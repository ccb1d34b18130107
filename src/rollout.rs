// Copyright 2022 VMware, Inc.
// SPDX-License-Identifier: MIT
use k8s_openapi::api::networking::v1::Ingress;
use k8s_openapi::apimachinery::pkg::apis::meta::v1::{Condition, Time};

use crate::botblocker_types::*;
use crate::conditions::{find_status_condition, new_condition, set_status_condition};
use crate::fan_out::fingerprint_index;

pub const MESSAGE_IN_PROGRESS: &str = "Waiting for all Ingresses to be updated";
pub const MESSAGE_SUCCESSFUL: &str = "All Ingresses successfully reconciled";
pub const MESSAGE_READY: &str = "Ready for usage";

#[derive(Debug, Clone, Copy, PartialEq, Eq)]
pub enum RolloutPhase {
    InProgress,
    Successful,
    /// No Ingress references the config.
    VacuouslyReady,
}

impl RolloutPhase {
    pub fn is_ready(&self) -> bool {
        !matches!(self, RolloutPhase::InProgress)
    }
}

/// Counts the referencing Ingresses and those already carrying `spec_hash`.
pub fn count(ingresses: &[Ingress], spec_hash: &str) -> RolloutCounts {
    let converged = ingresses
        .iter()
        .filter(|ingress| !spec_hash.is_empty() && fingerprint_index(ingress) == Some(spec_hash))
        .count();
    RolloutCounts {
        total: ingresses.len() as i32,
        converged: converged as i32,
    }
}

pub fn phase(counts: RolloutCounts) -> RolloutPhase {
    if counts.total == 0 {
        RolloutPhase::VacuouslyReady
    } else if counts.converged == counts.total {
        RolloutPhase::Successful
    } else {
        RolloutPhase::InProgress
    }
}

pub fn update_condition(phase: RolloutPhase, now: Time) -> Condition {
    match phase {
        RolloutPhase::InProgress => new_condition(
            CONDITION_TYPE_UPDATE_SUCCEEDED,
            false,
            CONDITION_REASON_IN_PROGRESS,
            MESSAGE_IN_PROGRESS,
            now,
        ),
        RolloutPhase::Successful => new_condition(
            CONDITION_TYPE_UPDATE_SUCCEEDED,
            true,
            CONDITION_REASON_SUCCESSFUL,
            MESSAGE_SUCCESSFUL,
            now,
        ),
        RolloutPhase::VacuouslyReady => new_condition(
            CONDITION_TYPE_UPDATE_SUCCEEDED,
            true,
            CONDITION_REASON_READY,
            MESSAGE_READY,
            now,
        ),
    }
}

/// Records the UpdateSucceeded condition and mirrors it into the printer-column
/// fields. `last_updated` follows the condition's transitions.
/// Returns whether the status changed.
pub fn record_update_condition(status: &mut IngressConfigStatus, condition: Condition) -> bool {
    let previous = find_status_condition(&status.conditions, CONDITION_TYPE_UPDATE_SUCCEEDED)
        .map(|c| c.status.clone());
    let flipped = previous.as_ref() != Some(&condition.status);
    let transition_time = condition.last_transition_time.clone();
    let message = condition.message.clone();
    let condition_status = condition.status.clone();

    let mut changed = set_status_condition(&mut status.conditions, condition);
    if flipped {
        status.last_updated = Some(transition_time);
        changed = true;
    }
    if status.last_condition_status.as_ref() != Some(&condition_status) {
        status.last_condition_status = Some(condition_status);
        changed = true;
    }
    if status.last_condition_message.as_ref() != Some(&message) {
        status.last_condition_message = Some(message);
        changed = true;
    }
    changed
}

* * * *

▶ [Brief]
What you return must match the listing above exactly, with every line included.

▶ [Exercise result]
repository ccb1d34b18130107
filename src/rollout.rs
// Copyright 2022 VMware, Inc.
// SPDX-License-Identifier: MIT
use k8s_openapi::api::networking::v1::Ingress;
use k8s_openapi::apimachinery::pkg::apis::meta::v1::{Condition, Time};

use crate::botblocker_types::*;
use crate::conditions::{find_status_condition, new_condition, set_status_condition};
use crate::fan_out::fingerprint_index;

pub const MESSAGE_IN_PROGRESS: &str = "Waiting for all Ingresses to be updated";
pub const MESSAGE_SUCCESSFUL: &str = "All Ingresses successfully reconciled";
pub const MESSAGE_READY: &str = "Ready for usage";

#[derive(Debug, Clone, Copy, PartialEq, Eq)]
pub enum RolloutPhase {
    InProgress,
    Successful,
    /// No Ingress references the config.
    VacuouslyReady,
}

impl RolloutPhase {
    pub fn is_ready(&self) -> bool {
        !matches!(self, RolloutPhase::InProgress)
    }
}

/// Counts the referencing Ingresses and those already carrying `spec_hash`.
pub fn count(ingresses: &[Ingress], spec_hash: &str) -> RolloutCounts {
    let converged = ingresses
        .iter()
        .filter(|ingress| !spec_hash.is_empty() && fingerprint_index(ingress) == Some(spec_hash))
        .count();
    RolloutCounts {
        total: ingresses.len() as i32,
        converged: converged as i32,
    }
}

pub fn phase(counts: RolloutCounts) -> RolloutPhase {
    if counts.total == 0 {
        RolloutPhase::VacuouslyReady
    } else if counts.converged == counts.total {
        RolloutPhase::Successful
    } else {
        RolloutPhase::InProgress
    }
}

pub fn update_condition(phase: RolloutPhase, now: Time) -> Condition {
    match phase {
        RolloutPhase::InProgress => new_condition(
            CONDITION_TYPE_UPDATE_SUCCEEDED,
            false,
            CONDITION_REASON_IN_PROGRESS,
            MESSAGE_IN_PROGRESS,
            now,
        ),
        RolloutPhase::Successful => new_condition(
            CONDITION_TYPE_UPDATE_SUCCEEDED,
            true,
            CONDITION_REASON_SUCCESSFUL,
            MESSAGE_SUCCESSFUL,
            now,
        ),
        RolloutPhase::VacuouslyReady => new_condition(
            CONDITION_TYPE_UPDATE_SUCCEEDED,
            true,
            CONDITION_REASON_READY,
            MESSAGE_READY,
            now,
        ),
    }
}

/// Records the UpdateSucceeded condition and mirrors it into the printer-column
/// fields. `last_updated` follows the condition's transitions.
/// Returns whether the status changed.
pub fn record_update_condition(status: &mut IngressConfigStatus, condition: Condition) -> bool {
    let previous = find_status_condition(&status.conditions, CONDITION_TYPE_UPDATE_SUCCEEDED)
        .map(|c| c.status.clone());
    let flipped = previous.as_ref() != Some(&condition.status);
    let transition_time = condition.last_transition_time.clone();
    let message = condition.message.clone();
    let condition_status = condition.status.clone();

    let mut changed = set_status_condition(&mut status.conditions, condition);
    if flipped {
        status.last_updated = Some(transition_time);
        changed = true;
    }
    if status.last_condition_status.as_ref() != Some(&condition_status) {
        status.last_condition_status = Some(condition_status);
        changed = true;
    }
    if status.last_condition_message.as_ref() != Some(&message) {
        status.last_condition_message = Some(message);
        changed = true;
    }
    changed
}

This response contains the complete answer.